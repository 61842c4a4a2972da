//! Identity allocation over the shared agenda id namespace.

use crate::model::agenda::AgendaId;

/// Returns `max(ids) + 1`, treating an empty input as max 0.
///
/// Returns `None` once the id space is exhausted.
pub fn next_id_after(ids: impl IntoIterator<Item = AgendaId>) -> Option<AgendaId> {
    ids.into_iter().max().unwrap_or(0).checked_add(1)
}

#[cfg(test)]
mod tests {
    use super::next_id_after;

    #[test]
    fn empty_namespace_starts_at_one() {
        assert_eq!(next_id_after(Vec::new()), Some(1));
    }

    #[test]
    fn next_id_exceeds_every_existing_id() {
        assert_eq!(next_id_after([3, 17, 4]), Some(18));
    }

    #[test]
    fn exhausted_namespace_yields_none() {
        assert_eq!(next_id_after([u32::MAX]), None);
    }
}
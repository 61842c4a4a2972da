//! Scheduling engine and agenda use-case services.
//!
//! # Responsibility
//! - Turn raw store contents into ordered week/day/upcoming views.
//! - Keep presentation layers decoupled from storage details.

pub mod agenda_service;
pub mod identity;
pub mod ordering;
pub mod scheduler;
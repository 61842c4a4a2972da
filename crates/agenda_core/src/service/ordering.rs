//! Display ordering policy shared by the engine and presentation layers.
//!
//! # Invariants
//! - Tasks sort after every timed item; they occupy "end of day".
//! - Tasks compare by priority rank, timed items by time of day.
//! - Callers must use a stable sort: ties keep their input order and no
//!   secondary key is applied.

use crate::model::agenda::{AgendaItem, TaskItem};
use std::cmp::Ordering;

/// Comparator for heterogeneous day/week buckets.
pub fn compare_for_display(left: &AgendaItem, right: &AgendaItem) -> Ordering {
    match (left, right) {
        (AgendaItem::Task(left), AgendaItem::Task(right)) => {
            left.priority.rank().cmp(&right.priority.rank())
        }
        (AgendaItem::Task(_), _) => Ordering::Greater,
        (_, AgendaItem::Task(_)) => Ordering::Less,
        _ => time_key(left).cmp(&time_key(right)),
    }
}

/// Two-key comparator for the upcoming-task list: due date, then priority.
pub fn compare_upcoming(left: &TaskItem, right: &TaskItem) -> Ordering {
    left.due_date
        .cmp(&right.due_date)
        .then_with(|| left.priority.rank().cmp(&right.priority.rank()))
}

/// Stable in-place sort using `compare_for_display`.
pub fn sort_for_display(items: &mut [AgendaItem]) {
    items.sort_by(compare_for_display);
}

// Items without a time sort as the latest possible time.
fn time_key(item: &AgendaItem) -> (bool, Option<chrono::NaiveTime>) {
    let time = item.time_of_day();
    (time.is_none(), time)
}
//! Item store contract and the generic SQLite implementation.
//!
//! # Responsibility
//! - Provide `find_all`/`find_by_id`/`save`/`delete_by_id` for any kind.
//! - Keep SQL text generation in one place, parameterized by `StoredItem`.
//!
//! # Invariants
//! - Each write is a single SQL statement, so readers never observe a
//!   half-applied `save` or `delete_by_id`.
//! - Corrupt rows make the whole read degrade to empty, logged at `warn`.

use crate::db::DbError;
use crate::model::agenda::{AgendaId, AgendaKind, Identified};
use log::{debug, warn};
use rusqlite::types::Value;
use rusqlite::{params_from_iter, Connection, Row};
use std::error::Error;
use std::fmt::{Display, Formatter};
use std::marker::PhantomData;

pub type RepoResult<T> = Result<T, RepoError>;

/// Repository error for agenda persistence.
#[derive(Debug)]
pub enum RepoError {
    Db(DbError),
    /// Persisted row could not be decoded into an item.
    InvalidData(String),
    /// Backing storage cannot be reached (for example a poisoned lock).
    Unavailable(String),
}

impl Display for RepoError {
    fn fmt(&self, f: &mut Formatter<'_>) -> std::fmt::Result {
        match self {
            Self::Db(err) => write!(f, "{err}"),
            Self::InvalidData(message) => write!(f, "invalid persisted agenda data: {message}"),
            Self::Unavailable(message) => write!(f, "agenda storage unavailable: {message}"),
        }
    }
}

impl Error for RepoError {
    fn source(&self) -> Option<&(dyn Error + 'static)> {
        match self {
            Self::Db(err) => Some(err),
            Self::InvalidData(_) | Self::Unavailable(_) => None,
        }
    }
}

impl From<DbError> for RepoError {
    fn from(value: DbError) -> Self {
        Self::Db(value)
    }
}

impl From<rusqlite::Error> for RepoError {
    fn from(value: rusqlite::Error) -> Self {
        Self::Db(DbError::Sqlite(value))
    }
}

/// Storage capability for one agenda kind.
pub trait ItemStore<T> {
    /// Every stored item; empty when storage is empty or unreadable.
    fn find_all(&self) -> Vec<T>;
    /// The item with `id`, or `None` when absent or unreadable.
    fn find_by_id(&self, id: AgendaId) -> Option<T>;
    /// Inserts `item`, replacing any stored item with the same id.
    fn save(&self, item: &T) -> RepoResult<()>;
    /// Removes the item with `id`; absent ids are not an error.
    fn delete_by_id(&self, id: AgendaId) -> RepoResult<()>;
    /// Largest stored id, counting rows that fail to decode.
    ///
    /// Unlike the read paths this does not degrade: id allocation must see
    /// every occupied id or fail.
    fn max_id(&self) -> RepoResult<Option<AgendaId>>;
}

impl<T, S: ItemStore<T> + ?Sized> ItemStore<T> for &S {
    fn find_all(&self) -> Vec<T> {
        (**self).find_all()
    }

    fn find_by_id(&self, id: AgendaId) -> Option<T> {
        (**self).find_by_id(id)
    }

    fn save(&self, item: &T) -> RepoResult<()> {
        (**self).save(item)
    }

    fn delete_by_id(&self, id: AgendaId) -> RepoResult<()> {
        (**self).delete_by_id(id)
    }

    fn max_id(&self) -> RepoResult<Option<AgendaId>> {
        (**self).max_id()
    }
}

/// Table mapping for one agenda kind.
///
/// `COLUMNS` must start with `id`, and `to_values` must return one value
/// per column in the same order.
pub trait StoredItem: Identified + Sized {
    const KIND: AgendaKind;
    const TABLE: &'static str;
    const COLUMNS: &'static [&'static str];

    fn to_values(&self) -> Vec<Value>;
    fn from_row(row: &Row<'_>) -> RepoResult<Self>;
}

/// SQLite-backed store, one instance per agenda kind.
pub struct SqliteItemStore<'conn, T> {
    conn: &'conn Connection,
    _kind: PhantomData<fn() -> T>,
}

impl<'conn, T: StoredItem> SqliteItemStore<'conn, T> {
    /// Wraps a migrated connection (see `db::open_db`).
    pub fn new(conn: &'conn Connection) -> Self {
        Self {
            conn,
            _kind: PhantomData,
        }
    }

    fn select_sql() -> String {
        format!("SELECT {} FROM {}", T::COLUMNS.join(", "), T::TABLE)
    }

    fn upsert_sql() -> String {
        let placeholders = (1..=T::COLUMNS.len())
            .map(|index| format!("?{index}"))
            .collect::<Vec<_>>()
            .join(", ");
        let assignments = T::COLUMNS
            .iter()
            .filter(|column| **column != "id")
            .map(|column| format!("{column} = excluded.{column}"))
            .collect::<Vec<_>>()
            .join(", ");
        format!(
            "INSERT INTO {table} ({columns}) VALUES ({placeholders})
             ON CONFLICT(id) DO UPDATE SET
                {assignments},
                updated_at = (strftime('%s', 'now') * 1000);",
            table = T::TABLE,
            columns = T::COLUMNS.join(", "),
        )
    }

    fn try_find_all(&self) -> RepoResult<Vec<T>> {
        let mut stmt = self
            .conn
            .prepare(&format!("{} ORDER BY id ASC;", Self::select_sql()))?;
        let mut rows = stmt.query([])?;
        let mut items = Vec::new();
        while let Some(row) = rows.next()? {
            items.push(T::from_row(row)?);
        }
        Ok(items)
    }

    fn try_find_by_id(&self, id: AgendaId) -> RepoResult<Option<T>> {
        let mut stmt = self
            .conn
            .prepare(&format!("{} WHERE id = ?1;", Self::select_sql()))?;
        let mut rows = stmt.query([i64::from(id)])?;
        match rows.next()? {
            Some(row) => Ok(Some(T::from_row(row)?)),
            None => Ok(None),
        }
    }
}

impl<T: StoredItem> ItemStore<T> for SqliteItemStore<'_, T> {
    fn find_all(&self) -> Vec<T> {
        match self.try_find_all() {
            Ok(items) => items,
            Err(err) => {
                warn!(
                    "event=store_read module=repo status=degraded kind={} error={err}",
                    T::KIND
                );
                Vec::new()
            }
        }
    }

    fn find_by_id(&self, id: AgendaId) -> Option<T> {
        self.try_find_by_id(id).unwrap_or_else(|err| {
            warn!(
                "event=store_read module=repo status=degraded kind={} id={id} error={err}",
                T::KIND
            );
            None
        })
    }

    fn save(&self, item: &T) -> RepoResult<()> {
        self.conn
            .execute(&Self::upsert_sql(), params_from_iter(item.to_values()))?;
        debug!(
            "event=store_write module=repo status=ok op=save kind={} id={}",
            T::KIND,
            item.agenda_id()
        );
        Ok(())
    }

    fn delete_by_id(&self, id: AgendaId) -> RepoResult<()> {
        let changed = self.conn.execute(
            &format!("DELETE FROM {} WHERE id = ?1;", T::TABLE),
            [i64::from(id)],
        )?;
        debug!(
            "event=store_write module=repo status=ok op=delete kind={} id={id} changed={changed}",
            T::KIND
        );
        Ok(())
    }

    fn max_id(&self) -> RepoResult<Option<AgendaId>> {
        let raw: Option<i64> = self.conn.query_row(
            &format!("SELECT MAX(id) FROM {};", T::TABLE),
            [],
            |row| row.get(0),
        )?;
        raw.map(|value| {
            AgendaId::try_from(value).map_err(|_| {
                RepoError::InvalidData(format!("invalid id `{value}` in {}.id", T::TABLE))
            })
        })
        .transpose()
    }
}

- - - - -

Gather every line from the listing above in which "SqliteItemStore" appears, and copy those lines.

pub struct SqliteItemStore<'conn, T> {
impl<'conn, T: StoredItem> SqliteItemStore<'conn, T> {
impl<T: StoredItem> ItemStore<T> for SqliteItemStore<'_, T> {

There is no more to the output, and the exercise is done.